His naval experience proved invaluable when he left to work for United States Lines, a US government-sponsored shipping company that owned what were claimed to be the two largest and fastest passenger ships in the world, the America and the United States. He then set up his own container company, based in Paris, in 1965, taking advantage of a huge boom in container traffic, where he was seen as one of the pioneers. Five years later, he listed it on the New York stock exchange, realising enough cash to live in comfort for the rest of his life.

In 1977 he married Shirley Cross, a widow whose husband had died in an aircraft crash. She was a botanist and scientist who worked on the Nobel prizewinning team that developed the drug Tagamet. It was she who oversaw most of the work on the Orient Express train and was heavily involved in building up the hotel group, travelling everywhere with him.
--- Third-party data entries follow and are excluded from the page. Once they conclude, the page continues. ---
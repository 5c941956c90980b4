// Copyright (c) 2024-2026 Martin Schröder <info@swedishembedded.com>
//
// SPDX-License-Identifier: Apache-2.0
//! `item.submitted` → `item.embedded`.
//!
//! Attaches the joint text+image embedding. The image path is strictly
//! best-effort: any failure between blob fetch and vision encoding degrades
//! the message to text-only instead of failing it.

use std::sync::Arc;

use async_trait::async_trait;
use chrono::Utc;
use tracing::{debug, warn};
use zguby_blob::{canonical_image_key, BlobStore, ImageRef};
use zguby_broker::{EventHandler, HandlerError};
use zguby_config::BlobConfig;
use zguby_embed::{joint, media, Encoder, EncoderError};
use zguby_events::{Event, ItemEmbedded};

pub struct Embedder {
    blob: Arc<dyn BlobStore>,
    encoder: Arc<dyn Encoder>,
    blob_cfg: BlobConfig,
}

impl Embedder {
    pub fn new(blob: Arc<dyn BlobStore>, encoder: Arc<dyn Encoder>, blob_cfg: BlobConfig) -> Self {
        Self {
            blob,
            encoder,
            blob_cfg,
        }
    }

    /// Fetch, validate, and encode the photo. Every failure returns `None`
    /// after logging: the message continues text-only.
    async fn image_vector(&self, item_id: uuid::Uuid, key: &str) -> Option<Vec<f32>> {
        let bytes = match self.blob.get(key).await {
            Ok(bytes) => bytes,
            Err(err) => {
                warn!(%item_id, key, error = %err, "image fetch failed, embedding text-only");
                return None;
            }
        };
        if let Err(rejection) = media::probe_image(&bytes, self.blob_cfg.max_image_bytes) {
            warn!(%item_id, key, error = %rejection, "unusable image, embedding text-only");
            return None;
        }
        match self.encoder.encode_image(&bytes).await {
            Ok(vector) => Some(vector),
            Err(err) => {
                warn!(%item_id, key, error = %err, "image encoding failed, embedding text-only");
                None
            }
        }
    }

    fn classify(err: EncoderError) -> HandlerError {
        if err.is_transient() {
            HandlerError::transient(err)
        } else {
            HandlerError::permanent(err)
        }
    }
}

#[async_trait]
impl EventHandler for Embedder {
    fn name(&self) -> &str {
        "embedder"
    }

    async fn handle(&self, event: Event) -> Result<Vec<Event>, HandlerError> {
        let Event::ItemSubmitted(mut item) = event else {
            return Err(HandlerError::malformed("embedder consumes item.submitted only"));
        };
        let item_id = item.item_id;

        // Canonicalize the image reference before anything else so the
        // image_url/image_key ambiguity stops here.
        let image_ref = canonical_image_key(&self.blob_cfg, &item.image_key, &item.image_url);
        if !item.has_text() && image_ref.key().is_none() {
            return Err(HandlerError::malformed(format!(
                "item {item_id} has neither text nor image"
            )));
        }
        if let ImageRef::LegacyUrl { url, key } = &image_ref {
            debug!(%item_id, url, key, source = image_ref.source(), "normalized legacy image reference");
        }
        if let Some(key) = image_ref.key() {
            item.image_key = key.to_string();
            if item.image_url.trim().is_empty() {
                item.image_url = self.blob.public_url(key);
            }
        }

        let text = joint::embedding_text(&item.title, &item.description, item.category.as_str());
        let text_vector = if text.is_empty() {
            None
        } else {
            Some(self.encoder.encode_text(&text).await.map_err(Self::classify)?)
        };

        let (image_vector, has_image_embedding) = match image_ref.key() {
            Some(key) => match self.image_vector(item_id, key).await {
                Some(vector) => (Some(vector), true),
                None => (None, false),
            },
            None => (None, false),
        };

        let embedding = match (text_vector, image_vector) {
            (Some(text), image) => joint::joint_embedding(text, image),
            (None, Some(image)) => image,
            // No text and the referenced image turned out unusable: nothing
            // left to embed.
            (None, None) => {
                return Err(HandlerError::permanent(format!(
                    "item {item_id} has no text and its image is unusable"
                )))
            }
        };

        item.timestamp = Some(Utc::now());
        debug!(%item_id, has_image_embedding, source = image_ref.source(), "embedded item");
        Ok(vec![Event::ItemEmbedded(ItemEmbedded {
            item,
            embedding,
            has_image_embedding,
        })])
    }
}

// ─── Unit tests ──────────────────────────────────────────────────────────────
He is survived by Shirley and her two sons: Simon, who took over as president of Orient Express in 1994, leaving to chair Elegant Hotels, based in the Bahamas, in 2007, and is now retired, and Charles, a partner in the Permira private equity company.

In latter years, Sherwood had his own vineyard, Capannelle, in Chianti. He also, sybarite to the end, retained two private suites in the Cipriani.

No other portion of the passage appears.